From what I see, OpenFlow or SDNv1, is just a rebranding movement to create hype and gather fund for areas that need no change and no new buzzword. Network management/automation, virtualization, and even whiteboxing, were all a natural evolution of the virtualization resurgence in the 2000s following their server counterparts, and OpenFlow added nothing to the paradigm to further our knowledge, except proving the obvious that centralized control plane and even centralized controller done literally, just don’t scale.

It requires the invention of new physics to work efficiently, and what a shame its proponents, a lot of them high-end academics who did bleeding-edge research in networking and were supposed to know better, only realized this a few years down the track. OF originators probably believe in Multiverses and think OF can be made working in one of their Many Worlds. And when it turned out to be a fiasco due to the need for new physics which doesn’t exist in our Universe, the SDN hype got re-associated with all other sorts of things like network automation, and then programmable data plane. In recent years the disease of programmable data plane seems to be in full swing; they seem to be the next big thing, and they want network computing, probably taking advantage of the great power of AI, to be the next paradigm shift.

1 comments:

  1. OpenFlow was based on the assumption that switches/routers are sealed appliances: hardware and software can't/won't be disaggregated, you can't write your own NOS (with less than $50M funding), you can't customize existing NOSes, etc. That painted them into a corner where the only solution was a centralized external control plane. Disaggregation was announced just a few years later.

    Maybe the lesson to be learned here is to question assumptions thoroughly when they lead you to a bad place.

    Replies
    1. Hi Wes. It should be noted that the author's Twitter handle is https://twitter.com/ioshints. The copyrighted name of the incumbent vendor's NOS is right there in the handle. Openflow or disaggretation are not in the interest of the author

    2. Barry, if I thought Ivan was a Cisco fanboy I wouldn't bother commenting here. One reason I keep reading this blog is that Ivan isn't afraid to criticize vendors, the industry in general, or academia.

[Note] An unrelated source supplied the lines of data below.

//! Row representation.
//!
//! A [`Row`] is a positional view over column values. Iterators hand out
//! rows borrowed from their internal slot: the borrow ends with the next
//! call that advances the iterator, so anything that has to outlive one
//! step must be copied out with [`Row::materialize`] or [`Row::to_owned_row`].

mod combined;

pub use combined::{CombinedRow, CombinedRowRef};

use std::fmt;
use std::sync::Arc;

use quarry_common::QuarryResult;

use crate::value::Value;

/// Predicate evaluated against a single row.
pub type RowPredicate = Arc<dyn Fn(&dyn Row) -> QuarryResult<bool> + Send + Sync>;

/// Positional view over column values.
pub trait Row: fmt::Debug + Send + Sync {
    /// Returns the number of columns.
    fn num_columns(&self) -> usize;

    /// Returns the value at `index`, or `None` if out of bounds.
    fn get(&self, index: usize) -> Option<&Value>;

    /// Copies every column into a freshly allocated vector.
    fn materialize(&self) -> Vec<Value> {
        (0..self.num_columns())
            .map(|i| self.get(i).cloned().unwrap_or(Value::Null))
            .collect()
    }

    /// Copies the row into an [`OwnedRow`].
    fn to_owned_row(&self) -> OwnedRow {
        OwnedRow::new(self.materialize())
    }

    /// Estimated memory footprint in bytes.
    fn estimate_size(&self) -> u64 {
        (0..self.num_columns())
            .filter_map(|i| self.get(i))
            .map(Value::estimate_size)
            .sum()
    }
}

/// The row with zero columns.
pub static EMPTY_ROW: OwnedRow = OwnedRow { values: Vec::new() };

/// A row that owns its values.
#[derive(Debug, Clone, Default, PartialEq, Eq, Hash)]
pub struct OwnedRow {
    values: Vec<Value>,
}

impl OwnedRow {
    /// Creates a new row with the given values.
    pub fn new(values: Vec<Value>) -> Self {
        Self { values }
    }

    /// Creates a row with all NULL values.
    pub fn nulls(num_columns: usize) -> Self {
        Self {
            values: vec![Value::Null; num_columns],
        }
    }

    /// Replaces the contents with a copy of `row`, reusing the allocation.
    pub fn copy_from(&mut self, row: &dyn Row) {
        self.values.clear();
        self.values.extend(
            (0..row.num_columns()).map(|i| row.get(i).cloned().unwrap_or(Value::Null)),
        );
    }

    /// Returns the values as a slice.
    pub fn values(&self) -> &[Value] {
        &self.values
    }

    /// Consumes the row and returns the values.
    pub fn into_values(self) -> Vec<Value> {
        self.values
    }

    /// Projects this row to include only the specified columns.
    pub fn project(&self, indices: &[usize]) -> OwnedRow {
        let values = indices
            .iter()
            .map(|&i| self.values.get(i).cloned().unwrap_or(Value::Null))
            .collect();
        OwnedRow { values }
    }
}

impl Row for OwnedRow {
    #[inline]
    fn num_columns(&self) -> usize {
        self.values.len()
    }

    #[inline]
    fn get(&self, index: usize) -> Option<&Value> {
        self.values.get(index)
    }

    fn materialize(&self) -> Vec<Value> {
        self.values.clone()
    }

    fn to_owned_row(&self) -> OwnedRow {
        self.clone()
    }
}

impl From<Vec<Value>> for OwnedRow {
    fn from(values: Vec<Value>) -> Self {
        Self::new(values)
    }
}

impl fmt::Display for OwnedRow {
    fn fmt(&self, f: &mut fmt::Formatter<'_>) -> fmt::Result {
        write!(f, "(")?;
        for (i, value) in self.values.iter().enumerate() {
            if i > 0 {
                write!(f, ", ")?;
            }
            write!(f, "{}", value)?;
        }
        write!(f, ")")
    }
}

/// Extracts the values at `indices`, or `None` if any of them is NULL.
///
/// NULL never equals anything, so rows with a NULL key never join.
pub fn extract_key(row: &dyn Row, indices: &[usize]) -> Option<Vec<Value>> {
    let mut key = Vec::with_capacity(indices.len());
    for &i in indices {
        match row.get(i) {
            Some(v) if !v.is_null() => key.push(v.clone()),
            _ => return None,
        }
    }
    Some(key)
}
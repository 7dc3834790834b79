//! Sub-context hooks for bulk shard processors.

use std::sync::Arc;

use quarry_common::{QuarryError, QuarryResult};

use super::sub_context::{ExecutionSubContext, SubContextHooks};

/// Batches write requests to shards. Requests are added while the job
/// runs; `close` sends what is pending and waits for it.
pub trait BulkShardProcessor: Send + Sync {
    /// Flushes pending requests and finishes the processor.
    fn close(&self) -> QuarryResult<()>;

    /// Drops pending requests and aborts in-flight ones.
    fn kill(&self, cause: &QuarryError);

    /// Bytes held by pending requests.
    fn bytes_used(&self) -> u64 {
        0
    }
}

/// Drives a [`BulkShardProcessor`] through a sub-context lifecycle: start
/// flushes the processor and closes the context; a kill or a failed flush
/// kills the processor.
pub struct BulkShardProcessorHooks<P> {
    name: String,
    processor: Arc<P>,
}

impl<P: BulkShardProcessor> BulkShardProcessorHooks<P> {
    /// Creates the hooks.
    pub fn new(name: impl Into<String>, processor: Arc<P>) -> Self {
        Self {
            name: name.into(),
            processor,
        }
    }
}

impl<P: BulkShardProcessor> SubContextHooks for BulkShardProcessorHooks<P> {
    fn name(&self) -> &str {
        &self.name
    }

    fn on_start(&self, context: &Arc<ExecutionSubContext>) -> QuarryResult<()> {
        self.processor.close()?;
        context.close(None);
        Ok(())
    }

    fn on_kill(&self, cause: &QuarryError) -> QuarryResult<()> {
        self.processor.kill(cause);
        Ok(())
    }

    fn bytes_used(&self) -> u64 {
        self.processor.bytes_used()
    }
}
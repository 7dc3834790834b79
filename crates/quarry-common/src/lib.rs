//! # quarry-common
//!
//! Common types, errors, and configuration for the Quarry execution core.
//!
//! This crate provides the foundational pieces shared by every Quarry crate:
//!
//! - **Types**: identifiers for jobs, nodes, shards and sub-contexts
//! - **Errors**: unified error handling with `QuarryError`
//! - **Config**: execution configuration (join strategy, breaker, jobs, paging)
//! - **Constants**: defaults and limits
//!
//! ## Example
//!
//! ```rust
//! use quarry_common::types::{JobId, ShardId};
//! use quarry_common::error::{QuarryError, QuarryResult};
//!
//! fn lookup(job_id: JobId, shard: ShardId) -> QuarryResult<()> {
//!     Err(QuarryError::JobContextMissing { job_id })
//! }
//!
//! assert!(lookup(JobId::new_random(), ShardId::new("orders", 0)).is_err());
//! ```

#![warn(missing_docs)]
#![warn(clippy::all)]
#![allow(clippy::module_name_repetitions)]

pub mod config;
pub mod constants;
pub mod error;
pub mod types;

// Re-export commonly used items at the crate root
pub use config::ExecutionConfig;
pub use error::{ErrorCode, QuarryError, QuarryResult};
pub use types::{ContextId, JobId, NodeId, ShardId};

    3. @Barry: Welcome, first-time visitor.

      We all made some bad choices when we were younger. My twitter handle is one of mine.

    4. Twitter says usernames can be changed (I was actually surprised) - https://help.twitter.com/en/managing-your-account/change-twitter-handle Doesn't seem like @regularants is taken yet, for example :),

    5. @Maxim: Yeah, I looked into that in the past.

      Unfortunately someone took @ipspace handle a year before I registered ipspace.net, and it doesn't make sense to switch to anything else, so whatever. Looks like I'll have to keep dealing with people who prefer ad hominem attacks to technical arguments.